▶ [Task objective]:
Look below and pull out each line with the word "trait".

▶ [Information given]:
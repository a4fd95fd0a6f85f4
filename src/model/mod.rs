//! # Block Model
//!
//! The content tree the layout engine resolves into pages. A block is one
//! of a closed set of kinds: leaves (text, shapes, spacers), containers
//! (stacks, grids, columns, tables), decorators that wrap exactly one
//! child, and two structural forms: the transparent `Group` (an ordered
//! child list with no visual identity, produced by conditional or
//! loop-generated content) and `Composite` (a node whose body is derived
//! at resolve time and may branch on the inherited environment).
//!
//! The tree is pure data plus a few `Rc`'d builder closures; all layout
//! behavior lives in the `layout` module.

use std::fmt;
use std::rc::Rc;

use crate::env::Environment;
use crate::geometry::Edges;
use crate::style::{
    Alignment, Color, HorizontalAlignment, ShapeKind, TableColumn, VerticalAlignment,
};

// ── Page configuration ──────────────────────────────────────────

/// Standard page sizes in points.
#[derive(Debug, Clone, Copy, Default, PartialEq, serde::Serialize, serde::Deserialize)]
pub enum PageSize {
    #[default]
    A4,
    A3,
    A5,
    Letter,
    Legal,
    Tabloid,
    Custom {
        width: f64,
        height: f64,
    },
}

impl PageSize {
    /// Returns (width, height) in points.
    pub fn dimensions(&self) -> (f64, f64) {
        match self {
            PageSize::A4 => (595.28, 841.89),
            PageSize::A3 => (841.89, 1190.55),
            PageSize::A5 => (419.53, 595.28),
            PageSize::Letter => (612.0, 792.0),
            PageSize::Legal => (612.0, 1008.0),
            PageSize::Tabloid => (792.0, 1224.0),
            PageSize::Custom { width, height } => (*width, *height),
        }
    }
}

/// Page size and margins for a render run. Page blocks may override both.
#[derive(Debug, Clone, PartialEq)]
pub struct PageGeometry {
    pub size: PageSize,
    pub margin: Edges,
}

impl Default for PageGeometry {
    fn default() -> Self {
        PageGeometry {
            size: PageSize::A4,
            margin: Edges::uniform(54.0),
        }
    }
}

impl PageGeometry {
    pub fn new(size: PageSize, margin: Edges) -> Self {
        PageGeometry { size, margin }
    }
}

// ── Spacing policy ──────────────────────────────────────────────

/// How a stack spaces its children along the main axis.
#[derive(Debug, Clone, Copy, PartialEq)]
pub enum Spacing {
    /// A fixed gap between adjacent children.
    Fixed(f64),
    /// Distribute leftover space evenly between gaps, never below `min`.
    Flexible { min: f64 },
}

impl Spacing {
    /// The guaranteed gap regardless of leftover distribution.
    pub fn minimum(&self) -> f64 {
        match self {
            Spacing::Fixed(v) => *v,
            Spacing::Flexible { min } => *min,
        }
    }
}

impl Default for Spacing {
    fn default() -> Self {
        Spacing::Fixed(0.0)
    }
}

// ── Table model ─────────────────────────────────────────────────

/// One table data row: a cell string per column.
pub type Row = Rc<Vec<String>>;

/// Key ordering for a table group partition.
#[derive(Debug, Clone, Copy, Default, PartialEq)]
pub enum GroupOrder {
    #[default]
    Ascending,
    Descending,
}

/// One level of a table's group chain: a key extractor, a key ordering,
/// and optional header/footer builders invoked per distinct key.
#[derive(Clone)]
pub struct TableGroup {
    pub key: Rc<dyn Fn(&Row) -> String>,
    pub order: GroupOrder,
    pub header: Option<Rc<dyn Fn(&str) -> Block>>,
    pub footer: Option<Rc<dyn Fn(&str, &[Row]) -> Block>>,
}

impl TableGroup {
    /// Group on the cell value of `column`.
    pub fn on_column(column: usize) -> Self {
        TableGroup {
            key: Rc::new(move |row: &Row| row.get(column).cloned().unwrap_or_default()),
            order: GroupOrder::Ascending,
            header: None,
            footer: None,
        }
    }

    pub fn order(mut self, order: GroupOrder) -> Self {
        self.order = order;
        self
    }

    pub fn header(mut self, build: impl Fn(&str) -> Block + 'static) -> Self {
        self.header = Some(Rc::new(build));
        self
    }

    pub fn footer(mut self, build: impl Fn(&str, &[Row]) -> Block + 'static) -> Self {
        self.footer = Some(Rc::new(build));
        self
    }
}

impl fmt::Debug for TableGroup {
    fn fmt(&self, f: &mut fmt::Formatter<'_>) -> fmt::Result {
        f.debug_struct("TableGroup")
            .field("order", &self.order)
            .field("header", &self.header.is_some())
            .field("footer", &self.footer.is_some())
            .finish()
    }
}

/// A table declaration: columns, data rows, a group chain walked
/// outermost-first, and builders for per-page repeated content.
#[derive(Clone)]
pub struct TableDef {
    pub columns: Rc<[TableColumn]>,
    pub rows: Vec<Row>,
    pub groups: Vec<TableGroup>,
    /// Custom row content builder; the default lays cells out per the
    /// column descriptors.
    pub row_builder: Option<Rc<dyn Fn(&Row) -> Block>>,
    /// Repeated at the top of every page the table touches.
    pub page_header: Option<Rc<dyn Fn(usize) -> Block>>,
    /// Repeated at the bottom of every page the table touches.
    pub page_footer: Option<Rc<dyn Fn(usize) -> Block>>,
    pub show_column_titles: bool,
}

impl TableDef {
    pub fn new(columns: Vec<TableColumn>, rows: Vec<Vec<String>>) -> Self {
        TableDef {
            columns: Rc::from(columns),
            rows: rows.into_iter().map(Rc::new).collect(),
            groups: Vec::new(),
            row_builder: None,
            page_header: None,
            page_footer: None,
            show_column_titles: true,
        }
    }

    pub fn group(mut self, group: TableGroup) -> Self {
        self.groups.push(group);
        self
    }

    pub fn row_builder(mut self, build: impl Fn(&Row) -> Block + 'static) -> Self {
        self.row_builder = Some(Rc::new(build));
        self
    }

    pub fn page_header(mut self, build: impl Fn(usize) -> Block + 'static) -> Self {
        self.page_header = Some(Rc::new(build));
        self
    }

    pub fn page_footer(mut self, build: impl Fn(usize) -> Block + 'static) -> Self {
        self.page_footer = Some(Rc::new(build));
        self
    }

    pub fn column_titles(mut self, show: bool) -> Self {
        self.show_column_titles = show;
        self
    }
}

impl fmt::Debug for TableDef {
    fn fmt(&self, f: &mut fmt::Formatter<'_>) -> fmt::Result {
        f.debug_struct("TableDef")
            .field("columns", &self.columns.len())
            .field("rows", &self.rows.len())
            .field("groups", &self.groups.len())
            .finish()
    }
}

// ── Page counters ───────────────────────────────────────────────

/// Formats the current page index and, once the measured pass has
/// established it, the total page count.
#[derive(Clone)]
pub struct PageNumberFormat(pub Rc<dyn Fn(usize, Option<usize>) -> String>);

impl PageNumberFormat {
    pub fn default_format() -> Self {
        PageNumberFormat(Rc::new(|page, total| match total {
            Some(n) => format!("Page {page} of {n}"),
            None => format!("Page {page}"),
        }))
    }
}

impl fmt::Debug for PageNumberFormat {
    fn fmt(&self, f: &mut fmt::Formatter<'_>) -> fmt::Result {
        f.write_str("PageNumberFormat")
    }
}

// ── Composite nodes ─────────────────────────────────────────────

/// A node whose content is derived at resolve time. The body may branch on
/// the inherited environment, so resolution re-runs on every measure and
/// draw call instead of being cached.
pub trait Composite {
    fn body(&self, env: &Environment) -> Block;
}

/// An environment mutation applied by a `Modified` decorator.
pub type EnvChange = Rc<dyn Fn(&mut Environment)>;

// ── The block tree ──────────────────────────────────────────────

/// A unit of content in the layout tree.
#[derive(Clone)]
pub enum Block {
    Empty,
    Text(String),
    Shape(ShapeKind),
    /// A rule across the enclosing stack's cross axis.
    Divider,
    /// Flexible blank space along the enclosing stack's main axis.
    Spacer { min_length: f64 },
    /// An image placed by name; decoding and pixels are the renderer's
    /// concern, the intrinsic size drives layout.
    Image {
        name: String,
        width: f64,
        height: f64,
    },
    PageNumber(PageNumberFormat),
    /// Forces a page turn inside a page-wrapping container; inert elsewhere.
    PageBreak,

    VStack {
        children: Vec<Block>,
        spacing: Spacing,
        alignment: HorizontalAlignment,
        /// Allow this stack's content to continue onto subsequent pages.
        wrap: bool,
    },
    HStack {
        children: Vec<Block>,
        spacing: Spacing,
        alignment: VerticalAlignment,
    },
    ZStack {
        children: Vec<Block>,
        alignment: Alignment,
    },
    Grid {
        children: Vec<Block>,
        columns: usize,
        column_spacing: f64,
        row_spacing: f64,
        wrap: bool,
    },
    Columns {
        children: Vec<Block>,
        count: usize,
        spacing: f64,
        wrap: bool,
    },
    Table(TableDef),
    /// Transparent ordered child list; flattened into the parent.
    Group(Vec<Block>),
    /// A page-declaring node. Only meaningful at the document root.
    Page {
        size: Option<PageSize>,
        margin: Option<Edges>,
        content: Box<Block>,
    },

    // Decorators: wrap exactly one child and forward trait queries.
    Padding {
        insets: Edges,
        child: Box<Block>,
    },
    Frame {
        width: Option<f64>,
        height: Option<f64>,
        alignment: Alignment,
        child: Box<Block>,
    },
    Background {
        background: Box<Block>,
        child: Box<Block>,
    },
    Overlay {
        overlay: Box<Block>,
        child: Box<Block>,
    },
    Border {
        color: Color,
        width: f64,
        child: Box<Block>,
    },
    Offset {
        dx: f64,
        dy: f64,
        child: Box<Block>,
    },
    Opacity {
        value: f64,
        child: Box<Block>,
    },
    Rotation {
        degrees: f64,
        child: Box<Block>,
    },
    Clipped {
        child: Box<Block>,
    },
    /// Requests a share of the parent stack's main axis proportional to
    /// `factor`, bypassing natural measurement.
    Proportional {
        factor: f64,
        child: Box<Block>,
    },
    /// Applies an environment change visible only to the child subtree.
    Modified {
        apply: EnvChange,
        child: Box<Block>,
    },
    Composite(Rc<dyn Composite>),
}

▶ [Answer for the task]:
pub trait Composite {
    // Decorators: wrap exactly one child and forward trait queries.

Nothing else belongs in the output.